§ Exercise requirements
Using the records below, copy every line that holds the string "nalgebra".

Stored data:
○ ○ ○ ○ ○ ○ ○
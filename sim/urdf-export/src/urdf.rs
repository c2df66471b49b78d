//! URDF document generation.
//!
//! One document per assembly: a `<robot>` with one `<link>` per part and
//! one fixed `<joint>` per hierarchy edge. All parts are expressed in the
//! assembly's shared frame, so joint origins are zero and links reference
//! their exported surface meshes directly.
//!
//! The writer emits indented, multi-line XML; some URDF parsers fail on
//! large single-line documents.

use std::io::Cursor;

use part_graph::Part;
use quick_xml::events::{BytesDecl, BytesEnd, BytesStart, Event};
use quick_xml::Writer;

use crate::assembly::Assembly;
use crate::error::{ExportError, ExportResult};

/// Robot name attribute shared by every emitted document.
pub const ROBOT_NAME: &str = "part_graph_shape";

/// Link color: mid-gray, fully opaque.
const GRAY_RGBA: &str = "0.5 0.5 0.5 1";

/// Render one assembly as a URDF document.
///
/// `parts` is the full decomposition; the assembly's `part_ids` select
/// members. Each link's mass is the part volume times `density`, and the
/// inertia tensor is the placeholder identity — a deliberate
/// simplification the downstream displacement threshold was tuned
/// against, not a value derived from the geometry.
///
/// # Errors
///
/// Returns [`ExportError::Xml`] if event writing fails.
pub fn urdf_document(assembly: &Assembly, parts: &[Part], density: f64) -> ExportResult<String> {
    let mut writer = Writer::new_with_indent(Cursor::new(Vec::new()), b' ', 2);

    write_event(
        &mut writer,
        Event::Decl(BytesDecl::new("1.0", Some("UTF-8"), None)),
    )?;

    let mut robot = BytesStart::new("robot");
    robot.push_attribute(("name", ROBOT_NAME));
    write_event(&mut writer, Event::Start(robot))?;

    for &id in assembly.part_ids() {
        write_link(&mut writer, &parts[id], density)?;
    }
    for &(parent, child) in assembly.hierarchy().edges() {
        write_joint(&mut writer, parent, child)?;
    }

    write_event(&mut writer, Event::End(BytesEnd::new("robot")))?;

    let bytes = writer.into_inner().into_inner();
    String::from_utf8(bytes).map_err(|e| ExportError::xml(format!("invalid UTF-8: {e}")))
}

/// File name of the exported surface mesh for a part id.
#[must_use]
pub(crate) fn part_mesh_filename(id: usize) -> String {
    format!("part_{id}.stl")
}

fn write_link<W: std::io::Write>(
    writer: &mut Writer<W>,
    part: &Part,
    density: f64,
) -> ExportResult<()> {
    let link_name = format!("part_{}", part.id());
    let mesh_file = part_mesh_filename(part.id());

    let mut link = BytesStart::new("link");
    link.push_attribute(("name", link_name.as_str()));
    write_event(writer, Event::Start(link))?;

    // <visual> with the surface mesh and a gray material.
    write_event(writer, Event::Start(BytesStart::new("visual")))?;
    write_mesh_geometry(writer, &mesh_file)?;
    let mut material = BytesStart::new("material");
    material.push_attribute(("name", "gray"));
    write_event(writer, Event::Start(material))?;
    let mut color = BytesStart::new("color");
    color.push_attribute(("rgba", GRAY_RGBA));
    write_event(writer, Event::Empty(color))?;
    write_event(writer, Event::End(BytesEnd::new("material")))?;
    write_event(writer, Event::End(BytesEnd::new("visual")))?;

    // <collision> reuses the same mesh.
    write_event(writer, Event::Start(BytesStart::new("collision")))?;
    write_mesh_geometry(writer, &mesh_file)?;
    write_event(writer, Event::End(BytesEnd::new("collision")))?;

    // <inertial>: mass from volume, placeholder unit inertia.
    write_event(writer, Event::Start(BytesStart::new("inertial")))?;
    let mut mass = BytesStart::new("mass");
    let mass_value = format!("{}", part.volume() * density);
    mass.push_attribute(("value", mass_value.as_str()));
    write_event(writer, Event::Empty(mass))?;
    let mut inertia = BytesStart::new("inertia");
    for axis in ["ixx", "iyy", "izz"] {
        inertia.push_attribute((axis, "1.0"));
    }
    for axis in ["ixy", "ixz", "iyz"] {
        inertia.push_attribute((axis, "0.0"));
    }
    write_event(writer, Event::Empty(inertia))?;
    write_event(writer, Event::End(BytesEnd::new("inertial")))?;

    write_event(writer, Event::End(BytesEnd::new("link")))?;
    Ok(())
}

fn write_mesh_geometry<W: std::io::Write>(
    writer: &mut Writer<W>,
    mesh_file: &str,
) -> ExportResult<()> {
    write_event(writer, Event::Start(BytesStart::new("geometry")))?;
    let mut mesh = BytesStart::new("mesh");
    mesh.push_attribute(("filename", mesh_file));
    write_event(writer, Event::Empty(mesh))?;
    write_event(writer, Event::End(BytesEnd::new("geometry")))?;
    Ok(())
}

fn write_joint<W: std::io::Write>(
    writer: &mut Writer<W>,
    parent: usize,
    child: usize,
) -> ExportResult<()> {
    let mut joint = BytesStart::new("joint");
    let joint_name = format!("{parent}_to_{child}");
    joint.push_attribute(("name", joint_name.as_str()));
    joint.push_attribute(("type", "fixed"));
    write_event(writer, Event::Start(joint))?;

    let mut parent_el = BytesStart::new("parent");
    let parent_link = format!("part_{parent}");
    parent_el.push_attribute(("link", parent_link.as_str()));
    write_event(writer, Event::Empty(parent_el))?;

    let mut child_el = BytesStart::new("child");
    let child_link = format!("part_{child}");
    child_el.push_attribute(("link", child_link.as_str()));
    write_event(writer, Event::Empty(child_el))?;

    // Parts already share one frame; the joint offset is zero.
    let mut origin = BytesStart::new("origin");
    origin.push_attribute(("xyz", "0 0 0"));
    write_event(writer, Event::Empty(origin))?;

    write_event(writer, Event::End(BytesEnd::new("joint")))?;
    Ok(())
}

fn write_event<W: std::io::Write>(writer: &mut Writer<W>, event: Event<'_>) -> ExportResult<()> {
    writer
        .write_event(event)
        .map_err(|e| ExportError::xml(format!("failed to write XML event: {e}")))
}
○ ○ ○ ○ ○ ○ ○
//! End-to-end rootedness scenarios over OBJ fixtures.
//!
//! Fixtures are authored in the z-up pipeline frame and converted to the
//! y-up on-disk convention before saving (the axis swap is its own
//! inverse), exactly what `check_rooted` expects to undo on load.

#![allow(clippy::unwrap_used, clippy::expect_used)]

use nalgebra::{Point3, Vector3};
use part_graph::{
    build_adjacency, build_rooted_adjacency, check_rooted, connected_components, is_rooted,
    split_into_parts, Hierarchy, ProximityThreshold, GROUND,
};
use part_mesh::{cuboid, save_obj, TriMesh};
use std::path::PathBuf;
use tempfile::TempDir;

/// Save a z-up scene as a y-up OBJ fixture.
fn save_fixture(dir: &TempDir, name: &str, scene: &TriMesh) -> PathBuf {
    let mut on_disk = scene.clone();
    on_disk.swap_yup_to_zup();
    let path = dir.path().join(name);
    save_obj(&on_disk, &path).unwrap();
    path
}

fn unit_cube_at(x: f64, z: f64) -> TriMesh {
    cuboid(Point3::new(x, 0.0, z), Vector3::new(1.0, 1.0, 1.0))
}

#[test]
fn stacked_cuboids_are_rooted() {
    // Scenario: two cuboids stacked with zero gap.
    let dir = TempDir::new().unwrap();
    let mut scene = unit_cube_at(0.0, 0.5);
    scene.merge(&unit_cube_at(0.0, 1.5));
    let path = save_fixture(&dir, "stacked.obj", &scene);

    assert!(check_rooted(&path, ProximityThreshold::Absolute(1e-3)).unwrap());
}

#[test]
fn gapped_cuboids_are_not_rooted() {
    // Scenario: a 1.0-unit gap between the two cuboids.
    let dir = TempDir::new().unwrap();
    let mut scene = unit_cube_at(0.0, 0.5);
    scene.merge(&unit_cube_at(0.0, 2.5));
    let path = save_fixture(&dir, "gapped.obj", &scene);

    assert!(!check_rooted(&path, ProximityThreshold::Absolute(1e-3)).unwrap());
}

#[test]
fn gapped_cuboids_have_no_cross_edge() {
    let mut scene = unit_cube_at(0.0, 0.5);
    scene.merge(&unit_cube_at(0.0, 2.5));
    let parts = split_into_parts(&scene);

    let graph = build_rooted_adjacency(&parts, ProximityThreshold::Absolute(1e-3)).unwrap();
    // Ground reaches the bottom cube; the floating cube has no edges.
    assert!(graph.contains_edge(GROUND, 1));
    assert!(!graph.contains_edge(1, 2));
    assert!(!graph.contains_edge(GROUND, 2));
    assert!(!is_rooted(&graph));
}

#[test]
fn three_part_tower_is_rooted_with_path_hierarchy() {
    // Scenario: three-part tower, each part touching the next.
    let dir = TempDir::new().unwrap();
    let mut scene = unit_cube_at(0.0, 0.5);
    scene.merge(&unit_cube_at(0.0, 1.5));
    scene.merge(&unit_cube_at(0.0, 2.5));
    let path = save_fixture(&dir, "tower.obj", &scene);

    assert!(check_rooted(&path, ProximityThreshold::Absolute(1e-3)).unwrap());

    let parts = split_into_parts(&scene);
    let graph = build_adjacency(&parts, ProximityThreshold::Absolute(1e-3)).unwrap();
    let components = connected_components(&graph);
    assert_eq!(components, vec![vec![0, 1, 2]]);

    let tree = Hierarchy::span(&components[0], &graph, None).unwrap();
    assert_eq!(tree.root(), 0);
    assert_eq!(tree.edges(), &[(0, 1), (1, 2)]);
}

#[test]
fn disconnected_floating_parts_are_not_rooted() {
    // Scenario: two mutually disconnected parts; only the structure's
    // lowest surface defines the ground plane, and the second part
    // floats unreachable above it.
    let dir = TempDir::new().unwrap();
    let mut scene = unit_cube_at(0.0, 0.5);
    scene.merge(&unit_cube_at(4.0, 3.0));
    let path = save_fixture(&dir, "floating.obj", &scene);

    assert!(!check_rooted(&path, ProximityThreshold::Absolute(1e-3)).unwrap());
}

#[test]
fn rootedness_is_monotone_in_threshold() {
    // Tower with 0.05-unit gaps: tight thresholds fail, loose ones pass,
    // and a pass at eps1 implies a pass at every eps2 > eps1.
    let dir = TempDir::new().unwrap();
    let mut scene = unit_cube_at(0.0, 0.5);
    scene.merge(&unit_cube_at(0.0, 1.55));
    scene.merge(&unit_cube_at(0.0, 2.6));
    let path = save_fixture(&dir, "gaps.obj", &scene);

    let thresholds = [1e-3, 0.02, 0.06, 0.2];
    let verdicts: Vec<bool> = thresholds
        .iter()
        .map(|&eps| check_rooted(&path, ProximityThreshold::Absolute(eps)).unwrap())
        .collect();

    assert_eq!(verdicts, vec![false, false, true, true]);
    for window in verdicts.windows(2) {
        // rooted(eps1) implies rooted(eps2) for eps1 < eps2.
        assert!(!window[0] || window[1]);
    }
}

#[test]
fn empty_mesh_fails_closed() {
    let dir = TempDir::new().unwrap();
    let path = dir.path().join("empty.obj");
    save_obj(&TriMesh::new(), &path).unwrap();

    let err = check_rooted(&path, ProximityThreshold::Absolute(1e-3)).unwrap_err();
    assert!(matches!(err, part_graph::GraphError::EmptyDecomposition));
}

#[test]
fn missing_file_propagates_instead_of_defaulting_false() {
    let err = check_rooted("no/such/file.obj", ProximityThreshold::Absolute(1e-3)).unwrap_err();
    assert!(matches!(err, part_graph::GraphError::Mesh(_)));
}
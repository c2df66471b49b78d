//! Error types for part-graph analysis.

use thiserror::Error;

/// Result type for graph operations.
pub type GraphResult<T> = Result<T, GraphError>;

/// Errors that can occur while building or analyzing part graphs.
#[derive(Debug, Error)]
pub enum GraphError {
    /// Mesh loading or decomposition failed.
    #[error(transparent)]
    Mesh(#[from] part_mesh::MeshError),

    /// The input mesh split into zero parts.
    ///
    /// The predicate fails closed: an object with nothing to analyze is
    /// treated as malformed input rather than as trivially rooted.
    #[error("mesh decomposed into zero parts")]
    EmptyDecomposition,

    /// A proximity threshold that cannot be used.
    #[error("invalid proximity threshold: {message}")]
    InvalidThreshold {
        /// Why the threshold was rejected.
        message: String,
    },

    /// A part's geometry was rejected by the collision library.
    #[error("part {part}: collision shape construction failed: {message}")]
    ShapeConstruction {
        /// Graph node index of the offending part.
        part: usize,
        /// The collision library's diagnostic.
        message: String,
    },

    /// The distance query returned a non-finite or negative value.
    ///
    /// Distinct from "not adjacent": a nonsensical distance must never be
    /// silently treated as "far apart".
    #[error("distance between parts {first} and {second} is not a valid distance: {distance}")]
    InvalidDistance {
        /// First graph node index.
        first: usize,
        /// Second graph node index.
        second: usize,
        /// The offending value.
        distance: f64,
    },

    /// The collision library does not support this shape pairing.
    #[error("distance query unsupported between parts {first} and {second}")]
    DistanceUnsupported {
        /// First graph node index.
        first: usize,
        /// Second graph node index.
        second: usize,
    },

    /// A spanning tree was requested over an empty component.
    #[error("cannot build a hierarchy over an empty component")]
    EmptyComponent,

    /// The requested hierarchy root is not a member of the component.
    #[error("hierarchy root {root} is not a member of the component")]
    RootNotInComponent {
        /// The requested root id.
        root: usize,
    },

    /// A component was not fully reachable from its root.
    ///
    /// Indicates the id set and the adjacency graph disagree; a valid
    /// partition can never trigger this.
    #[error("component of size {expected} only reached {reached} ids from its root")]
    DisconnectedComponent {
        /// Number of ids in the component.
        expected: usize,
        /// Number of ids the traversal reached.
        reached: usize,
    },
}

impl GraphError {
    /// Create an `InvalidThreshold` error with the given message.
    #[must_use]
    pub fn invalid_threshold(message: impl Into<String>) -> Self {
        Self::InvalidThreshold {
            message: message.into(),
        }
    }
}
○ ○ ○ ○ ○ ○ ○
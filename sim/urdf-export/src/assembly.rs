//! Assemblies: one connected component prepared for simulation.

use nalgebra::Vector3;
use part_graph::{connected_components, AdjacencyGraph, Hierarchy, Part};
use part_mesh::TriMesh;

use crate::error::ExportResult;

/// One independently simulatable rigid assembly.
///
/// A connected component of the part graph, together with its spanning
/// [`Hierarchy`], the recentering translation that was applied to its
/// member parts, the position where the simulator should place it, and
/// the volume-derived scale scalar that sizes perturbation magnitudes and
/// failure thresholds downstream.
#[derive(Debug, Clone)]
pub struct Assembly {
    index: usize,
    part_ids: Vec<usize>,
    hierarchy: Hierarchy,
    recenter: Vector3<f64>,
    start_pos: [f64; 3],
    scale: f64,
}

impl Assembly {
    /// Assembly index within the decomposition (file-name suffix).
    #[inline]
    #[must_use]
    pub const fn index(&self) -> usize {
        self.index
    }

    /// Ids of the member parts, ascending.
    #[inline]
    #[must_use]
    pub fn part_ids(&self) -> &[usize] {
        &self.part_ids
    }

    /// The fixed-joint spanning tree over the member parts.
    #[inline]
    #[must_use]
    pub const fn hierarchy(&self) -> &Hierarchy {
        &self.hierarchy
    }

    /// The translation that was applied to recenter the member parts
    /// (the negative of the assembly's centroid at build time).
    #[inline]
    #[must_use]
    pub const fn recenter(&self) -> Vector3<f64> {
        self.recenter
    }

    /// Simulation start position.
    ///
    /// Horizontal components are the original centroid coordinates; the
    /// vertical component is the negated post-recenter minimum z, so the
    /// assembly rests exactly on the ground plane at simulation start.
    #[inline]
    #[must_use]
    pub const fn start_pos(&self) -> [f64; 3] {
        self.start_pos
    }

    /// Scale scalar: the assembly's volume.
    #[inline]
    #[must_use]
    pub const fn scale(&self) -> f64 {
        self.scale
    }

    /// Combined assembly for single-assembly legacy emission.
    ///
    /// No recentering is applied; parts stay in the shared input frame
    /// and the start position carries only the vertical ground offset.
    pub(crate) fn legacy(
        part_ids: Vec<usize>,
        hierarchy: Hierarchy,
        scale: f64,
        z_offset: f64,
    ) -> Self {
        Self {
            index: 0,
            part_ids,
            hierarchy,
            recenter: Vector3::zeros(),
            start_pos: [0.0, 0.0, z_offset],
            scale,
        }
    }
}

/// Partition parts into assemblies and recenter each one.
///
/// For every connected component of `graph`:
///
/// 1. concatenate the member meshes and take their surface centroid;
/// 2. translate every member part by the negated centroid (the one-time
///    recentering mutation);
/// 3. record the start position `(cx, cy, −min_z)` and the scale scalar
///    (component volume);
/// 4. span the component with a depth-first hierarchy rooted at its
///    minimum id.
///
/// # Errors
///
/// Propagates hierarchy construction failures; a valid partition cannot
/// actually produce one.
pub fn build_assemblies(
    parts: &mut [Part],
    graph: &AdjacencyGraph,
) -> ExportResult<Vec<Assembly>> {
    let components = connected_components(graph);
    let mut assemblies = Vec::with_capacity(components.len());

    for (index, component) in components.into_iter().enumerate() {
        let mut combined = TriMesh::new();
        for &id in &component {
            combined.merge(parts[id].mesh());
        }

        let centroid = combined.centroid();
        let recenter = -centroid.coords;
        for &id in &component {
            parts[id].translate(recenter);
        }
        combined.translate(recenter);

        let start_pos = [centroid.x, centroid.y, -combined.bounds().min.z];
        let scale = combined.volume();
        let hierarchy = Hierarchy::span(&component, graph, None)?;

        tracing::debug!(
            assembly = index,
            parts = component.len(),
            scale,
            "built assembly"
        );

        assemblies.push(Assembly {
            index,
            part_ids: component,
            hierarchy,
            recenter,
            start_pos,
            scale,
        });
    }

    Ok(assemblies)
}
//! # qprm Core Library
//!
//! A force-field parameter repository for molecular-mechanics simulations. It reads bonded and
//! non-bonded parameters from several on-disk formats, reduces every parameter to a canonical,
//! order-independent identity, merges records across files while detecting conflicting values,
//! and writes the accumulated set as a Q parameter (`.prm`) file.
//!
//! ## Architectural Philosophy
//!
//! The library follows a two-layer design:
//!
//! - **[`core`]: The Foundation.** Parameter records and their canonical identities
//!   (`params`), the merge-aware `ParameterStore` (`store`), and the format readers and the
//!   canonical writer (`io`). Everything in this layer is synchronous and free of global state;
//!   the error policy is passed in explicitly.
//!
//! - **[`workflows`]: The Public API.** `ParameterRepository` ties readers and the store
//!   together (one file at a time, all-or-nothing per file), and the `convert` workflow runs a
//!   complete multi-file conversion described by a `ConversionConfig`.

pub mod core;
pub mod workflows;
○ ○ ○ ○ ○ ○ ○
§ Reply
use nalgebra::{Point3, Vector3};
use nalgebra::Vector3;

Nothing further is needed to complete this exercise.